Charles Blackman’s ‘The Blue Alice’

 

In 1956, Barbara Blackman brought home a talking book machine and one of the first books the Blackmans ‘read’ was Lewis Carroll’s Alice’s Adventures in Wonderland. This was Charles Blackman’s first encounter with the story and, importantly, it lacked any illustrations to impose on his imagination.

Barbara came to stand for Alice herself. Her struggle with her progressive blindness parallels Alice’s efforts to conquer the mysterious circumstances in which she found herself. Queensland poet and friend, Judith Wright later articulated how central Barbara — and Alice — was to Blackman’s success:

. . . she is Alice; he painted her in this role ten years ago. She is lucky to be known so well by a great painter; but he is lucky, too, to have found her waiting for him at all the important crossroads in his own world, and to have recognised her for the touchstone that she is.

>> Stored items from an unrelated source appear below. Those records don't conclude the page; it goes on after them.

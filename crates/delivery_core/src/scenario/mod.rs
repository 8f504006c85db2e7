//! Scenario setup: seeded worlds with a rolling slot horizon and synthetic
//! stop clusters for exercising the batching discount.

mod build;
mod params;

pub use build::{build_world, seed_slots, seed_stops_around};
pub use params::{ScenarioParams, StopDensity};
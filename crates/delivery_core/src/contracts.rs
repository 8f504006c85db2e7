//! Collaborator contracts.
//!
//! The engine never queries storage directly. Neighbor candidates, cart
//! totals and settings snapshots arrive through these traits, so the backing
//! store (in-memory arena, SQL, a remote service) can be swapped without
//! touching the scoring path. Infrastructure failures surface as
//! [StoreError::Unavailable] and stay distinguishable from domain misses.

use std::error::Error;
use std::fmt;

use chrono::{DateTime, Utc};
use h3o::CellIndex;

use crate::availability::AvailabilityConfig;
use crate::params::ScoringParams;

/// One neighbor candidate as handed over by the stop store.
///
/// The store pre-filters by scheduled time only; the spatial filter is the
/// engine's job.
#[derive(Debug, Clone, PartialEq)]
pub struct StopRecord {
    pub id: String,
    pub lat: f64,
    pub lon: f64,
    pub scheduled_at: DateTime<Utc>,
    pub weight: f64,
    /// Resolution-9 cell of the stop location, when resolvable.
    pub cell: Option<CellIndex>,
}

/// Cheap time-range retrieval of committed stops.
pub trait StopSource {
    /// All stops with `scheduled_at` in `[from, to]`, both bounds inclusive.
    fn stops_in_window(
        &self,
        from: DateTime<Utc>,
        to: DateTime<Utc>,
    ) -> Result<Vec<StopRecord>, StoreError>;
}

/// Cart aggregates needed for pricing and the solo-minimum rule.
#[derive(Debug, Clone, Copy, PartialEq, Eq)]
pub struct CartTotals {
    pub subtotal_cents: i64,
    /// Σ quantity × per-product unit factor.
    pub units_total: i64,
}

pub trait CartStore {
    fn cart_totals(&self, cart_id: &str) -> Result<CartTotals, StoreError>;
}

/// Source of the per-request configuration snapshot.
pub trait SettingsSource {
    fn scoring_params(&self) -> Result<ScoringParams, StoreError>;
    fn availability(&self) -> Result<AvailabilityConfig, StoreError>;
}

/// Fixed settings, for static deployments and tests.
#[derive(Debug, Clone, Default)]
pub struct StaticSettings {
    pub params: ScoringParams,
    pub availability: AvailabilityConfig,
}

impl SettingsSource for StaticSettings {
    fn scoring_params(&self) -> Result<ScoringParams, StoreError> {
        Ok(self.params.clone())
    }

    fn availability(&self) -> Result<AvailabilityConfig, StoreError> {
        Ok(self.availability.clone())
    }
}

/// Collaborator failure: either a domain miss or infrastructure trouble.
#[derive(Debug, Clone, PartialEq, Eq)]
pub enum StoreError {
    CartNotFound(String),
    ProductNotFound(String),
    /// The backing store could not answer; not a pricing outcome.
    Unavailable(String),
}

impl fmt::Display for StoreError {
    fn fmt(&self, f: &mut fmt::Formatter<'_>) -> fmt::Result {
        match self {
            StoreError::CartNotFound(id) => write!(f, "unknown cart {id}"),
            StoreError::ProductNotFound(id) => write!(f, "unknown product {id}"),
            StoreError::Unavailable(msg) => write!(f, "store unavailable: {msg}"),
        }
    }
}

impl Error for StoreError {}

#[cfg(test)]
mod tests {
    use super::*;

    #[test]
    fn static_settings_hand_out_snapshot_copies() {
        let settings = StaticSettings {
            params: ScoringParams::default().with_discount_curve(0.3, 2.0),
            availability: AvailabilityConfig::weekday_afternoons(),
        };
        let params = settings.scoring_params().expect("params");
        assert_eq!(params.max_discount, 0.3);
        assert_eq!(params.k, 2.0);
        assert_eq!(
            settings.availability().expect("availability"),
            AvailabilityConfig::weekday_afternoons()
        );
    }
}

Charles Blackman ‘The Blue Alice’ 1956-57

Charles Blackman, Australia 1928-2018 / The Blue Alice 1956-57 / Tempera, oil and household enamel on composition board / 122 x 122cm / Purchased 2000. The Queensland Government’s special Centenary Fund / Collection: Queensland Art Gallery | Gallery of Modern Art / © Charles Blackman/Copyright Agency

Lure of the Sun
Whispering shadowed dawn arise
See the world through Alice eyes
Kettle sings to brush in hand
Descending dappled Wonderland
Beneath the faithful Queensland house
Blue Alice, rabbit and dormouse
Gilded by a Gertrude flower
Amidst the splendid perfumed hour
Gerbera Roses Daisy Lily
Earthen breezeway Indooroopilly
Expounding wild magenta dream
Away to Barjai Tamborine
Pandanus palms Maroochydore
Blackman paints our fatal shore
A tea pot tips inspiring brew
Alice grows a foot or two
‘Drink Me’ now and you can be
A golden girl kissed by the sea
Through The Looking Glass we leap
Falling down in jumbled heap
And here at last we’re joined as one
Spellbound by a Lure of Sun.

Poem written and read by Auguste Blackman (the eldest son of Charles Blackman) on the occasion of the opening of the exhibition, ‘Lure of the sun: Charles Blackman in Queensland’ on 7 November 2015.